EXERCISE AIM: For this exercise, print all of the data exactly as given.

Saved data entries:
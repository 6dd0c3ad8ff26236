//! Health and metrics handlers.

use std::sync::Arc;

use axum::{extract::State, http::header, response::IntoResponse};

use taskmesh_core::api::HealthResponse;

use crate::http::responses::{ok, ApiResult};
use crate::state::AppState;

/// Liveness probe. Never authenticated.
pub async fn health_check(State(state): State<Arc<AppState>>) -> ApiResult<HealthResponse> {
    ok(HealthResponse {
        status: "ok".to_string(),
        version: env!("CARGO_PKG_VERSION").to_string(),
        uptime_secs: state.started_at.elapsed().as_secs(),
    })
}

/// Prometheus metrics endpoint.
pub async fn metrics_handler(State(state): State<Arc<AppState>>) -> impl IntoResponse {
    let body = crate::metrics::collect_metrics(&state).await;
    ([(header::CONTENT_TYPE, "text/plain; version=0.0.4")], body)
}
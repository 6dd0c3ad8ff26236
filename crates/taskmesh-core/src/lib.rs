//! TaskMesh Core Domain Types
//!
//! This crate contains pure domain types with no dependencies on:
//! - Network/HTTP
//! - Async runtimes
//! - Storage
//!
//! Both the coordinator and the client speak in these types, so the JSON
//! shape of every entity is defined exactly once.

pub mod agent;
pub mod api;
pub mod error;
pub mod event;
pub mod ids;
pub mod node;
pub mod status;
pub mod task;

// Re-export commonly used types
pub use agent::{AgentRecord, AgentStatus, AgentType, OwnershipLevel};
pub use error::CoreError;
pub use event::{Event, EventType};
pub use ids::{EventId, NodeId, RegistrationId, TaskId};
pub use node::{
    AgentSummary, Capacity, HeartbeatRequest, Node, NodeMetrics, RegisterRequest,
    RegisterResponse,
};
pub use status::{NodeStatus, Priority, TaskStatus};
pub use task::{CreateTaskRequest, Task, TaskResult, UpdateTaskRequest};
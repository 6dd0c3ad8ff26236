//! Message routing handlers.
//!
//! Messages are relayed as `message.routed` events only. Nothing is stored,
//! so the listing endpoint always answers with an empty list.

use std::sync::Arc;

use axum::{
    extract::{rejection::JsonRejection, State},
    Json,
};
use tracing::info;

use taskmesh_core::api::{Message, MessageRequest, MessageResponse};
use taskmesh_core::{CoreError, Event, EventId, EventType};

use crate::http::responses::{ok, ApiError, ApiResult};
use crate::state::AppState;

/// `GET /api/v1/messages`. Always empty; delivered messages live only in the
/// event stream.
pub async fn list_messages() -> ApiResult<Vec<Message>> {
    ok(Vec::new())
}

pub async fn route_message(
    State(state): State<Arc<AppState>>,
    payload: Result<Json<MessageRequest>, JsonRejection>,
) -> ApiResult<MessageResponse> {
    let Json(msg) = payload?;
    for (field, value) in [("from", &msg.from), ("to", &msg.to), ("body", &msg.body)] {
        if value.trim().is_empty() {
            return Err(CoreError::MissingField(field).into());
        }
    }

    let id = EventId::generate();
    let message = Message::new(id.as_str(), msg);
    let data = serde_json::to_value(&message).map_err(|e| ApiError::bad_request(e.to_string()))?;
    let mut event = Event::new(EventType::MessageRouted)
        .with_agent(message.to.clone())
        .with_data(data);
    event.id = Some(id.clone());
    if let Some(repo) = message.repo.clone() {
        event = event.with_repo(repo);
    }

    let delivered = state.events.publish(event);
    info!(message_id = %id, from = %message.from, to = %message.to, delivered, "Message routed");
    ok(MessageResponse {
        id: id.into_inner(),
        routed: true,
    })
}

RESPONSE BOX:
repository 6dd0c3ad8ff26236
//! Health and metrics handlers.

use std::sync::Arc;

use axum::{extract::State, http::header, response::IntoResponse};

use taskmesh_core::api::HealthResponse;

use crate::http::responses::{ok, ApiResult};
use crate::state::AppState;

/// Liveness probe. Never authenticated.
pub async fn health_check(State(state): State<Arc<AppState>>) -> ApiResult<HealthResponse> {
    ok(HealthResponse {
        status: "ok".to_string(),
        version: env!("CARGO_PKG_VERSION").to_string(),
        uptime_secs: state.started_at.elapsed().as_secs(),
    })
}

/// Prometheus metrics endpoint.
pub async fn metrics_handler(State(state): State<Arc<AppState>>) -> impl IntoResponse {
    let body = crate::metrics::collect_metrics(&state).await;
    ([(header::CONTENT_TYPE, "text/plain; version=0.0.4")], body)
}
repository 6dd0c3ad8ff26236
filename crates/taskmesh-core/src/lib.rs
//! TaskMesh Core Domain Types
//!
//! This crate contains pure domain types with no dependencies on:
//! - Network/HTTP
//! - Async runtimes
//! - Storage
//!
//! Both the coordinator and the client speak in these types, so the JSON
//! shape of every entity is defined exactly once.

pub mod agent;
pub mod api;
pub mod error;
pub mod event;
pub mod ids;
pub mod node;
pub mod status;
pub mod task;

// Re-export commonly used types
pub use agent::{AgentRecord, AgentStatus, AgentType, OwnershipLevel};
pub use error::CoreError;
pub use event::{Event, EventType};
pub use ids::{EventId, NodeId, RegistrationId, TaskId};
pub use node::{
    AgentSummary, Capacity, HeartbeatRequest, Node, NodeMetrics, RegisterRequest,
    RegisterResponse,
};
pub use status::{NodeStatus, Priority, TaskStatus};
pub use task::{CreateTaskRequest, Task, TaskResult, UpdateTaskRequest};
repository 6dd0c3ad8ff26236
//! Message routing handlers.
//!
//! Messages are relayed as `message.routed` events only. Nothing is stored,
//! so the listing endpoint always answers with an empty list.

use std::sync::Arc;

use axum::{
    extract::{rejection::JsonRejection, State},
    Json,
};
use tracing::info;

use taskmesh_core::api::{Message, MessageRequest, MessageResponse};
use taskmesh_core::{CoreError, Event, EventId, EventType};

use crate::http::responses::{ok, ApiError, ApiResult};
use crate::state::AppState;

/// `GET /api/v1/messages`. Always empty; delivered messages live only in the
/// event stream.
pub async fn list_messages() -> ApiResult<Vec<Message>> {
    ok(Vec::new())
}

pub async fn route_message(
    State(state): State<Arc<AppState>>,
    payload: Result<Json<MessageRequest>, JsonRejection>,
) -> ApiResult<MessageResponse> {
    let Json(msg) = payload?;
    for (field, value) in [("from", &msg.from), ("to", &msg.to), ("body", &msg.body)] {
        if value.trim().is_empty() {
            return Err(CoreError::MissingField(field).into());
        }
    }

    let id = EventId::generate();
    let message = Message::new(id.as_str(), msg);
    let data = serde_json::to_value(&message).map_err(|e| ApiError::bad_request(e.to_string()))?;
    let mut event = Event::new(EventType::MessageRouted)
        .with_agent(message.to.clone())
        .with_data(data);
    event.id = Some(id.clone());
    if let Some(repo) = message.repo.clone() {
        event = event.with_repo(repo);
    }

    let delivered = state.events.publish(event);
    info!(message_id = %id, from = %message.from, to = %message.to, delivered, "Message routed");
    ok(MessageResponse {
        id: id.into_inner(),
        routed: true,
    })
}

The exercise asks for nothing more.